Scrappy never bothered me, but it did really piss me off as a kid when the monsters became real. I was watching the old 60's-70's episodes in afternoon reruns and one 80s Saturday morning decided to check out the new episodes. It was just Shaggy, Scooby, and Scrappy running around like retards from real monsters. I don't think there was even any dialogue from what I saw, and I turned the channel in disgust.
 
It was just Shaggy, Scooby, and Scrappy running around like retards from real monsters.
Yeah I remember that era, when they were trying to see if Scooby could work more like made-for-TV Looney Tunes shorts. Hanna-Barbera always tried that weird kind of experimentation with Scooby and it always had mixed results (in this one, Shaggy drives race cars! In this one, they're on a global quest to trap monsters in a magic chest!)

It's always best when Scooby and the gang are solving mysteries... and I do kinda get a kick out of the silly crossovers. (Scooby Meets Detective Conan when?)
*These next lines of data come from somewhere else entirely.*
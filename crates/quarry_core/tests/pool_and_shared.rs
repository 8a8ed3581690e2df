//! # Pool and Shared Store Tests
//!
//! Result pool accounting and leak detection, and the packed shared store.
//!
//! Run with: cargo test --package quarry_core --test pool_and_shared

#![allow(dead_code)]

use bytemuck::{Pod, Zeroable};

use quarry_core::{
    Component, EcsError, EntityList, ErrorKind, ResultPool, SharedStore, SubWorld, World,
    WorldConfig,
};

#[derive(Clone, Copy, Debug, Default, PartialEq)]
struct Marker;
impl Component for Marker {}

#[derive(Clone, Copy, Debug, PartialEq, Pod, Zeroable)]
#[repr(C)]
struct Weather {
    wind: [f32; 3],
    storm: u32,
}

#[derive(Clone, Copy, Debug, PartialEq, Pod, Zeroable)]
#[repr(C)]
struct Tick(u64);

// ============================================================================
// RESULT POOL
// ============================================================================

#[test]
fn acquire_n_release_n_restores_idle_count() {
    let pool = ResultPool::new(16, 64, true);
    let before = pool.idle_count();

    let lists: Vec<EntityList> = (0..12)
        .map(|_| pool.acquire_entities("batch").unwrap())
        .collect();
    for list in lists {
        pool.release(list).unwrap();
    }
    assert_eq!(pool.idle_count(), before + 12);

    let lists: Vec<EntityList> = (0..12)
        .map(|_| pool.acquire_entities("again").unwrap())
        .collect();
    assert_eq!(pool.idle_count(), before);
    for list in lists {
        pool.release(list).unwrap();
    }
    assert_eq!(pool.idle_count(), before + 12);
}

#[test]
fn container_from_another_pool_is_rejected() {
    let world_pool = ResultPool::new(16, 64, true);
    let sub_pool = ResultPool::new(16, 64, true);
    let ours = world_pool.acquire_entities("world").unwrap();
    let theirs = sub_pool.acquire_entities("sub-world").unwrap();

    let err = world_pool.release(theirs).unwrap_err();
    assert!(matches!(err, EcsError::DoubleRelease { .. }));
    assert_eq!(err.kind(), ErrorKind::InvariantViolation);
    assert_eq!(world_pool.outstanding_count(), 1);
    assert_eq!(world_pool.idle_count(), 0);
    assert_eq!(sub_pool.outstanding_count(), 1);

    world_pool.release(ours).unwrap();
    assert_eq!(world_pool.outstanding_count(), 0);
    assert_eq!(world_pool.idle_count(), 1);
}

#[test]
fn leak_diagnostic_names_outstanding_contexts() {
    let config = WorldConfig {
        pool_leak_threshold: 2,
        track_pool_leaks: true,
        ..WorldConfig::default()
    };
    let mut sub = SubWorld::standalone(0, &config).unwrap();
    sub.register::<Marker>(None).unwrap();
    let id = sub.create_entity(1).unwrap();
    sub.set(id, Marker).unwrap();

    let matcher = sub.matcher::<(Marker,)>().unwrap();
    let first = matcher.entities("ai").unwrap();
    let second = matcher.entities("physics").unwrap();

    match matcher.entities("render") {
        Err(EcsError::PoolLeak { outstanding, contexts }) => {
            assert_eq!(outstanding, 2);
            assert!(contexts.contains("ai"));
            assert!(contexts.contains("physics"));
        }
        other => panic!("expected a leak report, got {other:?}"),
    }

    sub.pool().release(first).unwrap();
    sub.pool().release(second).unwrap();
    let third = matcher.entities("render").unwrap();
    assert_eq!(third.len(), 1);
    sub.pool().release(third).unwrap();
}

// ============================================================================
// SHARED STORE
// ============================================================================

#[test]
fn shared_round_trip_is_bit_exact() {
    let mut shared = SharedStore::new(4, 1024);
    shared.register::<Weather>().unwrap();
    let weather = Weather {
        wind: [1.5, -0.0, f32::MIN_POSITIVE],
        storm: 0xDEAD_BEEF,
    };
    shared.set(weather).unwrap();

    let back = shared.get::<Weather>().unwrap();
    assert_eq!(bytemuck::bytes_of(&back), bytemuck::bytes_of(&weather));
    assert_eq!(shared.get_ref::<Weather>().unwrap(), &weather);
}

#[test]
fn shared_store_offsets_do_not_move() {
    let mut shared = SharedStore::new(4, 1024);
    shared.register::<Tick>().unwrap();
    let tick_offset = shared.offset_of::<Tick>();
    shared.register::<Weather>().unwrap();
    shared.set(Tick(1)).unwrap();
    shared.set(Weather::zeroed()).unwrap();

    assert_eq!(shared.offset_of::<Tick>(), tick_offset);
    assert_eq!(shared.offset_of::<Weather>(), Some(16));
    assert_eq!(shared.entries().count(), 2);
}

#[test]
fn unregistered_shared_type_is_not_found() {
    let shared = SharedStore::new(4, 64);
    let err = shared.get::<Tick>().unwrap_err();
    assert_eq!(err.kind(), ErrorKind::NotFound);
}

#[test]
fn pinned_region_writes_land_in_the_store() {
    let mut world = World::new(WorldConfig::default()).unwrap();
    let shared = world.shared_mut();
    shared.register::<Tick>().unwrap();
    shared.set(Tick(0)).unwrap();

    {
        let mut pinned = shared.pin::<Tick>().unwrap().unwrap();
        assert_eq!(pinned.len(), 8);
        pinned.bytes_mut().copy_from_slice(&77u64.to_ne_bytes());
    }

    assert_eq!(world.shared().get::<Tick>().unwrap(), Tick(77));
}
Then there was A Pup Named Scooby Doo, which these days I see as a harbinger of things to come. It's not bad, but it was the first series to rely on self-referential humor and play up the "comedy," whereas earlier seasons actually could be a little bit creepy in a "Goosebumps book" way.
 
That 70s Show. When Topher Grace left that was it for me. I consider the show concluded at that point. Red and Kitty were the only reason I even bothered after Topher Grace's exit.
That 70s Show should have ended when the gang graduated from High School. All of the "jump the shark" stuff seemed to happen after that.

Scrappy never bothered me, but it did really piss me off as a kid when the monsters became real. I was watching the old 60's-70's episodes in afternoon reruns and one 80s Saturday morning decided to check out the new episodes. It was just Shaggy, Scooby, and Scrappy running around like retards from real monsters. I don't think there was even any dialogue from what I saw, and I turned the channel in disgust.
I hated the switch to real monsters, since I felt the whole point of the show was to encourage skepticism among children. I guess too many people were complaining about the bad guys always being some old man in a rubber mask. Gotta give the audience what they want, I guess...

There was a revival series of the Jetsons in the 80s, where they made a bunch of new episodes with the same voice actors. Whereas the original series was a satirical jab at life in the 60s, showing everyone in the future complaining about being overworked and stressed, despite their lives being far easier, the revival episodes had no such edge and were just straightforward and kind of boring. They did confuse my Dad, though, who wondered why Elroy was burning things to a CD in one episode.

Just about every popular show gets a terrible revival movie or series. Gilligan's Island, The Brady Bunch, The Beverly Hillbillies, X-Files, etc. I don't want to see sad, old, tired versions of the characters I grew up with. At least do a complete reboot if you're going to use the same characters.